» **PROBLEM**: Look through the data below. Collect every line where the word "Float" occurs.

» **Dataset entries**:
****************
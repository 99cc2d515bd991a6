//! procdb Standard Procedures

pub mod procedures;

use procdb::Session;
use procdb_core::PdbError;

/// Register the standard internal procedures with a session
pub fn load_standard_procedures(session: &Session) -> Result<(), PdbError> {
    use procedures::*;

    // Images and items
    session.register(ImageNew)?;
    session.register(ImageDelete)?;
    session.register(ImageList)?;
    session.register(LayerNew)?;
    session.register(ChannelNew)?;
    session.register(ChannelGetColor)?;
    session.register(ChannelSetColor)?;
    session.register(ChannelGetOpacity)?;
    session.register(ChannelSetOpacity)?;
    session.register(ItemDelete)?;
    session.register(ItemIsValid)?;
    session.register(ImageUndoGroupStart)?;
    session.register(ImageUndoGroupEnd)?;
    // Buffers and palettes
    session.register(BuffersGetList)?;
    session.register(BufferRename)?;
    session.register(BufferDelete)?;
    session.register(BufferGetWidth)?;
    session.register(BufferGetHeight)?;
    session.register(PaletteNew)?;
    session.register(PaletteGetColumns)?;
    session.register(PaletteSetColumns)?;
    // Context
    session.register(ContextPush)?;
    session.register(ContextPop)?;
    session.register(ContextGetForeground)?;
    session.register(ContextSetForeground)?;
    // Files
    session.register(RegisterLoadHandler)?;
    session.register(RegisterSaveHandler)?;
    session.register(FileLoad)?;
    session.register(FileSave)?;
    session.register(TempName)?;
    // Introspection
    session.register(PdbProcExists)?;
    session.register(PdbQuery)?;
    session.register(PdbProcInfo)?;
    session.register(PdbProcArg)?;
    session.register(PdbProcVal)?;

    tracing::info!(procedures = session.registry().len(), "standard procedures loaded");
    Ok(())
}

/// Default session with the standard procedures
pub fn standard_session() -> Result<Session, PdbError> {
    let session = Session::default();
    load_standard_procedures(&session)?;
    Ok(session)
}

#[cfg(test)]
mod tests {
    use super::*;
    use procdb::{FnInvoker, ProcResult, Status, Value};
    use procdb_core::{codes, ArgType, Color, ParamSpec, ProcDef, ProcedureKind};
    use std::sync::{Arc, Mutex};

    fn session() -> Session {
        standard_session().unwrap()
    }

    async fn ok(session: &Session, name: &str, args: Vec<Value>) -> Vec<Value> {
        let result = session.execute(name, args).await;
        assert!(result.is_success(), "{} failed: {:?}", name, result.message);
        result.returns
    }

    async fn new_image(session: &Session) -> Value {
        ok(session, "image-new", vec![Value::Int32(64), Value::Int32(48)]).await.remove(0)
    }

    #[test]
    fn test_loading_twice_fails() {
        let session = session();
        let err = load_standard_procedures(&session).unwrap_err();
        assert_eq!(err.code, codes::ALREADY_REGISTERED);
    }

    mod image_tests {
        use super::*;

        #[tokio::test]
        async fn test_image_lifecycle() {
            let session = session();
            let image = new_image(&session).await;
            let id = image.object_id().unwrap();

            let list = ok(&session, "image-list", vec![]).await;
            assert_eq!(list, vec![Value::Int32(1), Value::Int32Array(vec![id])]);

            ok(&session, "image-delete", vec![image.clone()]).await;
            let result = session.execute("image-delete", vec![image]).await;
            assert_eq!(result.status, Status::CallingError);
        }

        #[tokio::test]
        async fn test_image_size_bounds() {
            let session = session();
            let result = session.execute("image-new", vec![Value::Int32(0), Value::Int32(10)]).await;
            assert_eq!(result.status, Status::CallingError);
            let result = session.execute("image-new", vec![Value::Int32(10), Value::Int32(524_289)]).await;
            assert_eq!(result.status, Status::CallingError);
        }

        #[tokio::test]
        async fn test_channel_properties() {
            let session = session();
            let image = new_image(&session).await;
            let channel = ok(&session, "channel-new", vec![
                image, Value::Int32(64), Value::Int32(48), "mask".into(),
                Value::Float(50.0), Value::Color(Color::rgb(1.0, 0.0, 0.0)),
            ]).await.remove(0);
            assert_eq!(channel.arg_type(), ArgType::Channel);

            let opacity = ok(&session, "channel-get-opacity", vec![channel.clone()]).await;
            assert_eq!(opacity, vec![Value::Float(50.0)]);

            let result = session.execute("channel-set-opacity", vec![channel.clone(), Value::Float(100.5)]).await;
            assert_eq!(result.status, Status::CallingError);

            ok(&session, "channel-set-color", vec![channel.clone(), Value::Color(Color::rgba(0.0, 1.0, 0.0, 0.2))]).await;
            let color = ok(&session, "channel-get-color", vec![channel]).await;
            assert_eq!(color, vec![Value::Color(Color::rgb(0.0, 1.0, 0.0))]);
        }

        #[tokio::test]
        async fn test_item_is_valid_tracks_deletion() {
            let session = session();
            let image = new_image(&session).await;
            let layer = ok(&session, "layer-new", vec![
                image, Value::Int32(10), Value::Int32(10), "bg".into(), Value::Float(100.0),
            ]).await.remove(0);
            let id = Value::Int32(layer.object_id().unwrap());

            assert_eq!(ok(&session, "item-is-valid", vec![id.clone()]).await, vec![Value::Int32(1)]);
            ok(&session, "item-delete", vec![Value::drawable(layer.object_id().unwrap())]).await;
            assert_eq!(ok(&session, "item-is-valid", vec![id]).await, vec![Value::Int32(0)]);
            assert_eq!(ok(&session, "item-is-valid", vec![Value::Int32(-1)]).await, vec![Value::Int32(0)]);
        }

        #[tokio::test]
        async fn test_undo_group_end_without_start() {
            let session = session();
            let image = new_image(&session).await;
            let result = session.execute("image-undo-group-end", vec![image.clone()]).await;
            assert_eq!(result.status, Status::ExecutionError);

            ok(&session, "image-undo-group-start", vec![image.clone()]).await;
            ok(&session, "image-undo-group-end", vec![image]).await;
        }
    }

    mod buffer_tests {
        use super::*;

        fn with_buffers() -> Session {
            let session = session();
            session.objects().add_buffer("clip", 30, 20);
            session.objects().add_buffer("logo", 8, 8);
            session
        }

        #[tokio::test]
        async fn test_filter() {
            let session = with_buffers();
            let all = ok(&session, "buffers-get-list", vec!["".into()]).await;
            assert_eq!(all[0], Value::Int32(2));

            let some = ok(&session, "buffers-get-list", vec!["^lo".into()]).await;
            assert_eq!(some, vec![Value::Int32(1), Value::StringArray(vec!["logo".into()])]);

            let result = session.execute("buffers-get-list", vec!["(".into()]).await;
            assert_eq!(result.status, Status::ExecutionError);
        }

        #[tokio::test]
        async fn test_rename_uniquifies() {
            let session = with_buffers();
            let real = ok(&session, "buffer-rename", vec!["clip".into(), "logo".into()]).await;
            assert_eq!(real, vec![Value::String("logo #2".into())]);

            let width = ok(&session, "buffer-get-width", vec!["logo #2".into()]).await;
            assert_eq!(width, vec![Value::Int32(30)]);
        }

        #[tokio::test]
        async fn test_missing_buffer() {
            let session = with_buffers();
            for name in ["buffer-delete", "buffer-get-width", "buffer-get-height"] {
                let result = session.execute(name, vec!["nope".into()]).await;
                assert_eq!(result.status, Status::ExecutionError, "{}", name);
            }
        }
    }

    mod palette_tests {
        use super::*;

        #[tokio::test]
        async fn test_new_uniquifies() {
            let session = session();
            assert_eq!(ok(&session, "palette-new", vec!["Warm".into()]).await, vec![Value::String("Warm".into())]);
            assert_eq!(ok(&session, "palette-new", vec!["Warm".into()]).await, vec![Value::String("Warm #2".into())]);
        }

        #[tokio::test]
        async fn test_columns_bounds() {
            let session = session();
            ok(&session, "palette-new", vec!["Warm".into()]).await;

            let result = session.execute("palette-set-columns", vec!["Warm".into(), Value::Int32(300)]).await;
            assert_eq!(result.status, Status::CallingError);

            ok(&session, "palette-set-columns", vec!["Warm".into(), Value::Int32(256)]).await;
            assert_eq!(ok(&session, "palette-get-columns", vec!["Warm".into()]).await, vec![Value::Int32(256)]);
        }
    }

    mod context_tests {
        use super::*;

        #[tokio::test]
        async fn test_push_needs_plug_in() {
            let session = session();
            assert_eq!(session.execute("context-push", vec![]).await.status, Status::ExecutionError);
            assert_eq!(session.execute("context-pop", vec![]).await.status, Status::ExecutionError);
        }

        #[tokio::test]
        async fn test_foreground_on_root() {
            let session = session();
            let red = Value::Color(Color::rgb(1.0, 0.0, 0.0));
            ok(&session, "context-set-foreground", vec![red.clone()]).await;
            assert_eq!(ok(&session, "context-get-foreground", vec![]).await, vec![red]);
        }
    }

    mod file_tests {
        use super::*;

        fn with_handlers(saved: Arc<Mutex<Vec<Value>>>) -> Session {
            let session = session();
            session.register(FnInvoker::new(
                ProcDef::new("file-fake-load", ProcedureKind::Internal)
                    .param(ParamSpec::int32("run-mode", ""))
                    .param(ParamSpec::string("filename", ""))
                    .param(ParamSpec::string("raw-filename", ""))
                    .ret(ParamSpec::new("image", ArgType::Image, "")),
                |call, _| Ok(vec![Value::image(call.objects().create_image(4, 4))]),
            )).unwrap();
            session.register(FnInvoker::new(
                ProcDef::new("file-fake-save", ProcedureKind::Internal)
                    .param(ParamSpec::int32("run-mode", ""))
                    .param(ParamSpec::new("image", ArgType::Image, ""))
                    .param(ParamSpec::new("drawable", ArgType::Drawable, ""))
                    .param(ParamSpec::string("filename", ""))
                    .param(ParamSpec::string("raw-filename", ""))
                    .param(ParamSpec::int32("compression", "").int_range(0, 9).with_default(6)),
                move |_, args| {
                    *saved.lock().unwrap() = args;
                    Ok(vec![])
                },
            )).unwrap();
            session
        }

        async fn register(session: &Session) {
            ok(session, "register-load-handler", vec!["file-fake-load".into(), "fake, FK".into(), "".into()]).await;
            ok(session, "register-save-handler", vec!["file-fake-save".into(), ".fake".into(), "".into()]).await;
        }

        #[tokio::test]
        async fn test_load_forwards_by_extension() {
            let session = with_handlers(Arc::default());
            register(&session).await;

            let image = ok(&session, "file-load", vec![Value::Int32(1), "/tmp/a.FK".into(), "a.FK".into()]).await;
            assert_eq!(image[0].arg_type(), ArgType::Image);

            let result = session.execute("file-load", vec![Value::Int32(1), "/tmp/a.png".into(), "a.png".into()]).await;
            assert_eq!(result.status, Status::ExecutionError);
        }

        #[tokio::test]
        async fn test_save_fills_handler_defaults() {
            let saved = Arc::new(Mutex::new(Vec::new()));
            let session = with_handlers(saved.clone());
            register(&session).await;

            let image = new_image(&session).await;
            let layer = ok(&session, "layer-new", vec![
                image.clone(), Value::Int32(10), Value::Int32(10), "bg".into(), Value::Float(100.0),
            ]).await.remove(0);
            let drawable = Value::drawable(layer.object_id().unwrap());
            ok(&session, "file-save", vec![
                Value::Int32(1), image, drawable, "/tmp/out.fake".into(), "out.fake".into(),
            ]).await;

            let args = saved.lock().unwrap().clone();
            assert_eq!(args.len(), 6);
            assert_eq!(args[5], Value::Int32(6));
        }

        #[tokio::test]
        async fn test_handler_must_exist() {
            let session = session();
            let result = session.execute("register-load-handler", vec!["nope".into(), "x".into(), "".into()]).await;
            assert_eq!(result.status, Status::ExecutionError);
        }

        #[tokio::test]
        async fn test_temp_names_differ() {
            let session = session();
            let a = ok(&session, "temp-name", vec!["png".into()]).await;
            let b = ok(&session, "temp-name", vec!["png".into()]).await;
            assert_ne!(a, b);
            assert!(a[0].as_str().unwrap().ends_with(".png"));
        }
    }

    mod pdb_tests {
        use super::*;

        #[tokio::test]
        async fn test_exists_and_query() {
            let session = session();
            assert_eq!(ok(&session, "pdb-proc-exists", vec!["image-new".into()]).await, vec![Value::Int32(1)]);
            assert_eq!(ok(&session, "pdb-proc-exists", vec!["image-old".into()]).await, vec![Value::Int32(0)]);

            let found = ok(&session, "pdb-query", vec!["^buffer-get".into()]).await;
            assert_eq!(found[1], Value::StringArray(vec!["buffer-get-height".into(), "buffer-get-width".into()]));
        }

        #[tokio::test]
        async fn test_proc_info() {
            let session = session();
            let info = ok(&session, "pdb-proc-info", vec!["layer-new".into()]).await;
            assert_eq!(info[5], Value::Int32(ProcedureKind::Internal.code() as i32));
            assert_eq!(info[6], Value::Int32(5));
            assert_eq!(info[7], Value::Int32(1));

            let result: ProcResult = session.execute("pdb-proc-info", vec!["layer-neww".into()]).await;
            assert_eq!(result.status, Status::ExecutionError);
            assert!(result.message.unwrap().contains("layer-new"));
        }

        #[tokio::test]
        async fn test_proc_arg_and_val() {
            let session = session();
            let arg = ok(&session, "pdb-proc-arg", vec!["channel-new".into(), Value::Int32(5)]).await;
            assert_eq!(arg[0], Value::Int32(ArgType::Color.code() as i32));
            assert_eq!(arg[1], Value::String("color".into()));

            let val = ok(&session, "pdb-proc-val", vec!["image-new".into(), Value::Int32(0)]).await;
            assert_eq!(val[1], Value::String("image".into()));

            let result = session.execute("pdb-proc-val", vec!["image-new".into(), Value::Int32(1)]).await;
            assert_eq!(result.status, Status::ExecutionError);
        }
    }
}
****************
» **SOLVED EXERCISE**:
                Value::Float(50.0), Value::Color(Color::rgb(1.0, 0.0, 0.0)),
            assert_eq!(opacity, vec![Value::Float(50.0)]);
            let result = session.execute("channel-set-opacity", vec![channel.clone(), Value::Float(100.5)]).await;
                image, Value::Int32(10), Value::Int32(10), "bg".into(), Value::Float(100.0),
                image.clone(), Value::Int32(10), Value::Int32(10), "bg".into(), Value::Float(100.0),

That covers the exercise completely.